**TASK PROMPT**: Lines holding the string "declick" are the ones to copy; find them all in the data.

Stored items

◆ ◆ ◆ ◆

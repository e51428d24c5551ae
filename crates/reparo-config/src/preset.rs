//! Preset file format and operations.

use serde::{Deserialize, Serialize};
use std::path::Path;

use crate::error::ConfigError;
use crate::step_config::StepConfig;

/// A named, ordered list of repair steps.
///
/// # TOML Format
///
/// ```toml
/// name = "Voice Cleanup"
/// description = "Gate, declick, hum removal, gentle compression"
///
/// [[steps]]
/// type = "gate"
/// [steps.params]
/// threshold = "-45dB"
/// release = "150ms"
///
/// [[steps]]
/// type = "dehum"
/// bypassed = true
/// ```
#[derive(Debug, Clone, Serialize, Deserialize, PartialEq)]
pub struct Preset {
    /// Display name.
    pub name: String,

    /// Optional description.
    #[serde(default, skip_serializing_if = "Option::is_none")]
    pub description: Option<String>,

    /// Steps, applied in order.
    #[serde(default)]
    pub steps: Vec<StepConfig>,
}

impl Preset {
    /// Create an empty preset.
    pub fn new(name: impl Into<String>) -> Self {
        Self {
            name: name.into(),
            description: None,
            steps: Vec::new(),
        }
    }

    /// Set the description.
    pub fn with_description(mut self, description: impl Into<String>) -> Self {
        self.description = Some(description.into());
        self
    }

    /// Append a step.
    pub fn with_step(mut self, step: StepConfig) -> Self {
        self.steps.push(step);
        self
    }

    /// Append several steps.
    pub fn with_steps(mut self, steps: impl IntoIterator<Item = StepConfig>) -> Self {
        self.steps.extend(steps);
        self
    }

    /// Load a preset from a TOML file.
    pub fn load(path: impl AsRef<Path>) -> Result<Self, ConfigError> {
        let path = path.as_ref();
        let content =
            std::fs::read_to_string(path).map_err(|e| ConfigError::read_file(path, e))?;
        let preset = Self::from_toml(&content)?;
        tracing::debug!(path = %path.display(), steps = preset.len(), "loaded preset");
        Ok(preset)
    }

    /// Parse a preset from a TOML string.
    pub fn from_toml(toml_str: &str) -> Result<Self, ConfigError> {
        Ok(toml::from_str(toml_str)?)
    }

    /// Write the preset as TOML, creating the parent directory if needed.
    pub fn save(&self, path: impl AsRef<Path>) -> Result<(), ConfigError> {
        let path = path.as_ref();

        if let Some(parent) = path.parent()
            && !parent.as_os_str().is_empty()
            && !parent.exists()
        {
            std::fs::create_dir_all(parent).map_err(|e| ConfigError::create_dir(parent, e))?;
        }

        let content = self.to_toml()?;
        std::fs::write(path, content).map_err(|e| ConfigError::write_file(path, e))?;
        tracing::debug!(path = %path.display(), "saved preset");
        Ok(())
    }

    /// Serialize to a TOML string.
    pub fn to_toml(&self) -> Result<String, ConfigError> {
        Ok(toml::to_string_pretty(self)?)
    }

    /// Number of steps, bypassed ones included.
    pub fn len(&self) -> usize {
        self.steps.len()
    }

    /// True when the preset has no steps.
    pub fn is_empty(&self) -> bool {
        self.steps.is_empty()
    }

    /// Iterate over steps.
    pub fn iter(&self) -> impl Iterator<Item = &StepConfig> {
        self.steps.iter()
    }

    /// Step types in order, with `!` marking bypassed steps.
    pub fn step_types(&self) -> Vec<String> {
        self.steps.iter().map(StepConfig::display_type).collect()
    }
}

#[cfg(test)]
mod tests {
    use super::*;

    #[test]
    fn test_builder() {
        let preset = Preset::new("Test")
            .with_description("two steps")
            .with_step(StepConfig::new("declick"))
            .with_step(StepConfig::new("!dehum"));

        assert_eq!(preset.len(), 2);
        assert!(!preset.is_empty());
        assert_eq!(preset.description.as_deref(), Some("two steps"));
        assert_eq!(preset.step_types(), vec!["declick", "!dehum"]);
    }

    #[test]
    fn test_from_toml() {
        let preset = Preset::from_toml(
            r#"
name = "Voice"

[[steps]]
type = "gate"
[steps.params]
threshold = "-45dB"

[[steps]]
type = "dehum"
bypassed = true
"#,
        )
        .unwrap();

        assert_eq!(preset.name, "Voice");
        assert_eq!(preset.description, None);
        assert_eq!(preset.steps[0].get_param("threshold"), Some("-45dB"));
        assert!(preset.steps[1].bypassed);
    }

    #[test]
    fn test_missing_steps_is_empty() {
        let preset = Preset::from_toml(r#"name = "Nothing""#).unwrap();
        assert!(preset.is_empty());
    }

    #[test]
    fn test_toml_round_trip() {
        let preset = Preset::new("Master")
            .with_step(StepConfig::new("compress").with_param("ratio", "2"))
            .with_step(StepConfig::new("normalize").with_param("target", "-1dB"));

        let parsed = Preset::from_toml(&preset.to_toml().unwrap()).unwrap();
        assert_eq!(parsed, preset);
    }

    #[test]
    fn test_bad_toml() {
        assert!(matches!(
            Preset::from_toml("name = "),
            Err(ConfigError::TomlParse(_))
        ));
    }
}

◆ ◆ ◆ ◆

**SOLVED EXERCISE**:
/// description = "Gate, declick, hum removal, gentle compression"
            .with_step(StepConfig::new("declick"))
        assert_eq!(preset.step_types(), vec!["declick", "!dehum"]);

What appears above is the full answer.